Archive for December 13th, 2009

and on and on and…

13 December 2009

So I started following the doomer blogs and sites 18 months ago. Many of them were predicting TEOTWAWKI within weeks, or months, or maybe even a year.

Yet here we are, 18 months later, still rolling along, pretty much as we have been. They say a lot of people are out of work and a lot of people are hungry, although I don’t see the proof of that when I look around. To me, everything looks pretty much as it always has.

And the doomer blogs are still spouting off about the end of the world and climate change and peak oil and financial meltdown and you’d better have 600 pounds of wheat and 5,000 rounds of ammo and there’s really no hope without the ability to farm 10 acres and live like people did 200 years ago. And there is that part of me that’s so sick of the world as it is that welcomes the end times, whenever they get themselves ready to arrive, and so I entertain these fantasies of a world without cars or without having to sell my soul to earn money, yet the end times never come, and so I keep on waiting, and prepping in my modest way, and going to the soul-sucking job 5 days a week to keep the money coming in and the benefits and make sure the kids have what they need. And so that’s my life on December 13th, 2009.

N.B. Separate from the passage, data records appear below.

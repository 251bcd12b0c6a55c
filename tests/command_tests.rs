use defi_metrics_studio::aggregator::BreakdownAxis;
use defi_metrics_studio::commands::{
    execute_flatten, execute_join, execute_merge, execute_rollup, ChainInput, FlattenArgs, JoinArgs,
    MergeArgs, RollupArgs,
};
use defi_metrics_studio::output::read_document;
use defi_metrics_studio::utils::config::SCHEMA_VERSION;
use pretty_assertions::assert_eq;
use serde_json::json;
use std::path::{Path, PathBuf};
use tempfile::TempDir;

fn write_json(dir: &Path, name: &str, value: serde_json::Value) -> PathBuf {
    let path = dir.join(name);
    std::fs::write(&path, serde_json::to_string(&value).unwrap()).unwrap();
    path
}

#[test]
fn test_join_command_writes_rows_and_legend() {
    let dir = TempDir::new().unwrap();
    let input = write_json(
        dir.path(),
        "series.json",
        json!({ "Fees": [[2, 1.0], [1, 3.0]], "Revenue": [[1, 0.5]], "Missing": null }),
    );
    let output = dir.path().join("out/joined.json");

    execute_join(JoinArgs {
        input,
        output: output.clone(),
        sort: true,
    })
    .unwrap();

    let document = read_document(&output).unwrap();
    assert_eq!(document.version, SCHEMA_VERSION);
    assert_eq!(document.kind, "join");
    assert_eq!(document.legend, Some(vec!["Fees".to_string(), "Revenue".to_string()]));
    assert_eq!(document.data, json!([
        { "date": "1", "Fees": 3.0, "Revenue": 0.5 },
        { "date": "2", "Fees": 1.0 }
    ]));
}

#[test]
fn test_flatten_command_reads_overview_breakdown() {
    let dir = TempDir::new().unwrap();
    let input = write_json(
        dir.path(),
        "overview.json",
        json!({
            "total24h": 10,
            "totalDataChartBreakdown": [
                [100, { "avax": { "v1": 1 }, "bsc": { "v1": 2, "v2": 3 } }]
            ]
        }),
    );
    let output = dir.path().join("flat.json");

    execute_flatten(FlattenArgs {
        input,
        output: output.clone(),
        axis: BreakdownAxis::Chain,
    })
    .unwrap();

    let document = read_document(&output).unwrap();
    assert_eq!(document.legend, Some(vec!["Avalanche".to_string(), "BSC".to_string()]));
    assert_eq!(document.data, json!([
        { "date": "100", "Avalanche": 1.0 },
        { "date": "100", "BSC": 5.0 }
    ]));
}

#[test]
fn test_rollup_command_groups_children() {
    let dir = TempDir::new().unwrap();
    let input = write_json(
        dir.path(),
        "protocols.json",
        json!({
            "protocols": [
                { "name": "Dex V1", "parentProtocol": "parent#dex", "total24h": 100, "total48hto24h": 80 },
                { "name": "Dex V2", "parentProtocol": "parent#dex", "total24h": 50, "total48hto24h": 60 },
                { "name": "Solo", "total24h": 50 }
            ]
        }),
    );
    let directory = write_json(
        dir.path(),
        "parents.json",
        json!([{ "id": "parent#dex", "name": "Dex", "mcap": 1000 }]),
    );
    let output = dir.path().join("rollup.json");

    execute_rollup(RollupArgs {
        input,
        directory,
        output: output.clone(),
        zero_as_missing: false,
    })
    .unwrap();

    let document = read_document(&output).unwrap();
    assert_eq!(document.record_count(), 2);
    let dex = &document.data[0];
    assert_eq!(dex["name"], "Dex");
    assert_eq!(dex["total24h"], 150.0);
    assert_eq!(dex["dominance"], 75.0);
    assert_eq!(dex["subRows"].as_array().map(Vec::len), Some(2));
    assert!((dex["change_1d"].as_f64().unwrap() - 7.142857).abs() < 1e-5);
    assert_eq!(document.data[1]["name"], "Solo");
}

#[test]
fn test_merge_command_tolerates_missing_chain_file() {
    let dir = TempDir::new().unwrap();
    let eth = write_json(
        dir.path(),
        "ethereum.json",
        json!([{ "name": "Dex", "total24h": 100, "change_1d": 10 }]),
    );
    let output = dir.path().join("merged.json");

    execute_merge(MergeArgs {
        inputs: vec![
            ChainInput::parse(eth.to_str().unwrap()),
            ChainInput {
                chain: "solana".to_string(),
                path: dir.path().join("solana.json"),
            },
        ],
        chains: vec!["ethereum".to_string(), "solana".to_string()],
        output: output.clone(),
        ratios: false,
        tvl: false,
    })
    .unwrap();

    let document = read_document(&output).unwrap();
    assert_eq!(document.kind, "merge");
    let dex = &document.data[0];
    assert_eq!(dex["total24h"], 100.0);
    assert_eq!(dex["change_1d"], 10.0);
    assert_eq!(dex["chains"], json!(["ethereum"]));
    assert_eq!(dex["chainBreakdown"]["ethereum"]["chain"], "ethereum");
}
//! Chain name normalisation.
//!
//! Two distinct forms are needed: a display form for chart legends and a
//! dedup key for collapsing casing/whitespace variants of one chain.

use crate::utils::config::CHAIN_DISPLAY_NAMES;

/// Display form of a raw chain key (`avax` -> `Avalanche`, `bsc` -> `BSC`)
///
/// Keys without a special case get their first letter capitalised.
pub fn format_chain_name(raw: &str) -> String {
    let trimmed = raw.trim();
    let lower = trimmed.to_lowercase();

    if let Some((_, display)) = CHAIN_DISPLAY_NAMES.iter().find(|(key, _)| *key == lower) {
        return (*display).to_string();
    }

    let mut chars = trimmed.chars();
    match chars.next() {
        Some(first) => first.to_uppercase().chain(chars).collect(),
        None => String::new(),
    }
}

/// Dedup key for a chain: trimmed and lower-cased. Empty for blank names.
pub fn chain_key(raw: &str) -> String {
    raw.trim().to_lowercase()
}

#[cfg(test)]
mod tests {
    use super::*;

    #[test]
    fn test_format_special_cases() {
        assert_eq!(format_chain_name("avax"), "Avalanche");
        assert_eq!(format_chain_name("BSC"), "BSC");
        assert_eq!(format_chain_name("xdai"), "xDai");
    }

    #[test]
    fn test_format_capitalises() {
        assert_eq!(format_chain_name("ethereum"), "Ethereum");
        assert_eq!(format_chain_name("arbitrum_nova"), "Arbitrum_nova");
        assert_eq!(format_chain_name(""), "");
    }

    #[test]
    fn test_chain_key() {
        assert_eq!(chain_key(" Ethereum "), "ethereum");
        assert_eq!(chain_key("   "), "");
    }
}
//! agent-chat Console
//!
//! Leptos-based WASM frontend that posts chat turns to the gateway.

mod api;
mod app;
mod components;
mod pages;

pub use app::App;

use wasm_bindgen::prelude::*;

/// WASM entry point
#[wasm_bindgen(start)]
pub fn main() {
    console_error_panic_hook::set_once();
    leptos::mount::mount_to_body(App);
}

I don’t think I could go back to just living, I don’t think I can abandon everything I’ve thought for the last 18 months. But I have to recognize that the disasters the doomers have predicted have not come to pass. I mean, here we are. There is a lot more resiliency in our civilization than they have understood. But I do feel foolish and betrayed and sad that we’re dealing with all the same old problems instead of the new ones I think would somehow be better.

More Thoughts on Biochar

13 December 2009

The more I read about biochar, the better I like the idea. Making it remains problematic.

I was thinking that a solar kiln made specifically for making biochar would be ideal. However, I later realized that would have a major problem: the release of methane from the wood into the atmosphere during pyrolysis, methane being a powerful greenhouse gas. I don’t know how to collect it — maybe that’s possible for a home handyman.

So I’m back to the idea of heating a relatively (but not completely) airtight container in an open fire. That way, the methane gets burned up and with a decent design adds to the heat of the fire and so the speed of pyrolysis.

The problem I had in my previous attempts was that I was burning softwood that was not dry. I need to use dry hardwood to make a good, hot fire, and also make sure it has a good draft. My goal is a hot, smokeless fire.

My trash can technique is not that bad, assuming a change to dry oak as a fuel. One additional change I could make would be a chimney attached to the top to enhance the draft.